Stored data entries
[Start of section]

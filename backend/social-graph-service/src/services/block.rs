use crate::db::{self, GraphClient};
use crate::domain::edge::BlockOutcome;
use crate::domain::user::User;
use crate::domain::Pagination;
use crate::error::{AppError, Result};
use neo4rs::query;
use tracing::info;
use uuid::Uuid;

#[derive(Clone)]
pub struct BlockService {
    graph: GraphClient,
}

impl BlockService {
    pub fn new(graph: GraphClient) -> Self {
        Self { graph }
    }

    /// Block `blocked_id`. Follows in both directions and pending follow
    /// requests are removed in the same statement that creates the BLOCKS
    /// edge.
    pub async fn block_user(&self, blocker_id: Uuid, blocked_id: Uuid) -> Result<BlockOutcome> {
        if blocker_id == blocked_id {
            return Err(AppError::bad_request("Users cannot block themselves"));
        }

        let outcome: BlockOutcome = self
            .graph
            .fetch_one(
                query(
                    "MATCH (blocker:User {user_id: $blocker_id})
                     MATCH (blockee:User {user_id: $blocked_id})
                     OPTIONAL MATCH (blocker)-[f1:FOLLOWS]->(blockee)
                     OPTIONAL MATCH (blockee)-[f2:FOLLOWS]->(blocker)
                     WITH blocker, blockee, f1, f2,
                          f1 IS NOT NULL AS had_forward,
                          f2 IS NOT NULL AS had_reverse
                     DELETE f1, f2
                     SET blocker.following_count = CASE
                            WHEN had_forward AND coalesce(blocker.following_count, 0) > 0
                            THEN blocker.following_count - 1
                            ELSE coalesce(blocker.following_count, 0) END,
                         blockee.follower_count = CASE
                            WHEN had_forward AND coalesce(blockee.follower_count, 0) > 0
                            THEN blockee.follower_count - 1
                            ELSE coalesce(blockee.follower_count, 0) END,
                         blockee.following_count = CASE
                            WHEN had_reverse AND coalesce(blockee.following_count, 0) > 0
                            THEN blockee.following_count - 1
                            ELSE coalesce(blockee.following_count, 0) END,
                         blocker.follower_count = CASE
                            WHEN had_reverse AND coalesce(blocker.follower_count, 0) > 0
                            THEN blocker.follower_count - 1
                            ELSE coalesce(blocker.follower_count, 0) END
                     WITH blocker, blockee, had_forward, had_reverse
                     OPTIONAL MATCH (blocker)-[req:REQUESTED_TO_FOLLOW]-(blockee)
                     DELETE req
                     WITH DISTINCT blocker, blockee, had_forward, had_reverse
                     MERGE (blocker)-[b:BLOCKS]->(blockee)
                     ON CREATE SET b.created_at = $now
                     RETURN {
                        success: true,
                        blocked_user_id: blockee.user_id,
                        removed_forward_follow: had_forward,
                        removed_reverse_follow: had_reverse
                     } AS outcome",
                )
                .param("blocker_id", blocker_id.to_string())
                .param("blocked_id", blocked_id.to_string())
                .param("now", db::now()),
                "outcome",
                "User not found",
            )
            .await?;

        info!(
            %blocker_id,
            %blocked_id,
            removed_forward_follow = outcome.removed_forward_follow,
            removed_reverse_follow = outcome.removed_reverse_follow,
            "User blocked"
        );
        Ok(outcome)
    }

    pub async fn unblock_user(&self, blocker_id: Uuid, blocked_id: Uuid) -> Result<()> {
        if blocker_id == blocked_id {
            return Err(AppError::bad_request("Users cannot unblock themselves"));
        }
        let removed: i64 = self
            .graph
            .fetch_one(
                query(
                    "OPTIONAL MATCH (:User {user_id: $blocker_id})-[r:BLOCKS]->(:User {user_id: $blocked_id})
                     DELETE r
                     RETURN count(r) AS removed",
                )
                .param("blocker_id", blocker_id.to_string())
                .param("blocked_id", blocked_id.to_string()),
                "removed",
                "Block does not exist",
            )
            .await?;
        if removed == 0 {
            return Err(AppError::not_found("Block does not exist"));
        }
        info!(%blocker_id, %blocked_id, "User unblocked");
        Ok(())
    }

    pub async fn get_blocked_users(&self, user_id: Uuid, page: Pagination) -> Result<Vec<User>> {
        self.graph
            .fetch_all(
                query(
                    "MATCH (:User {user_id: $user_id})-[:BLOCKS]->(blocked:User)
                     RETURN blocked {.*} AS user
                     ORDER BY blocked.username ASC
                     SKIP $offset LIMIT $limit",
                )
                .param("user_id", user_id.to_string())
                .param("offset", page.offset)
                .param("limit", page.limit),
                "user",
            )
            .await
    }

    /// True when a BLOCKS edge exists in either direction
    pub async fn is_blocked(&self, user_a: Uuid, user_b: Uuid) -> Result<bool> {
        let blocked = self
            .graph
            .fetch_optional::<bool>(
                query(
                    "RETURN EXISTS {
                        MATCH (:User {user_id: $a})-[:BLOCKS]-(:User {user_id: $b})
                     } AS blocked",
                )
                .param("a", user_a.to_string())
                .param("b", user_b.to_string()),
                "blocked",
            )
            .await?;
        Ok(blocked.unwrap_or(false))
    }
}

[End of section]

Count each line above where the word "Uuid" appears, and answer with nothing except that count.

== Written solution ==
5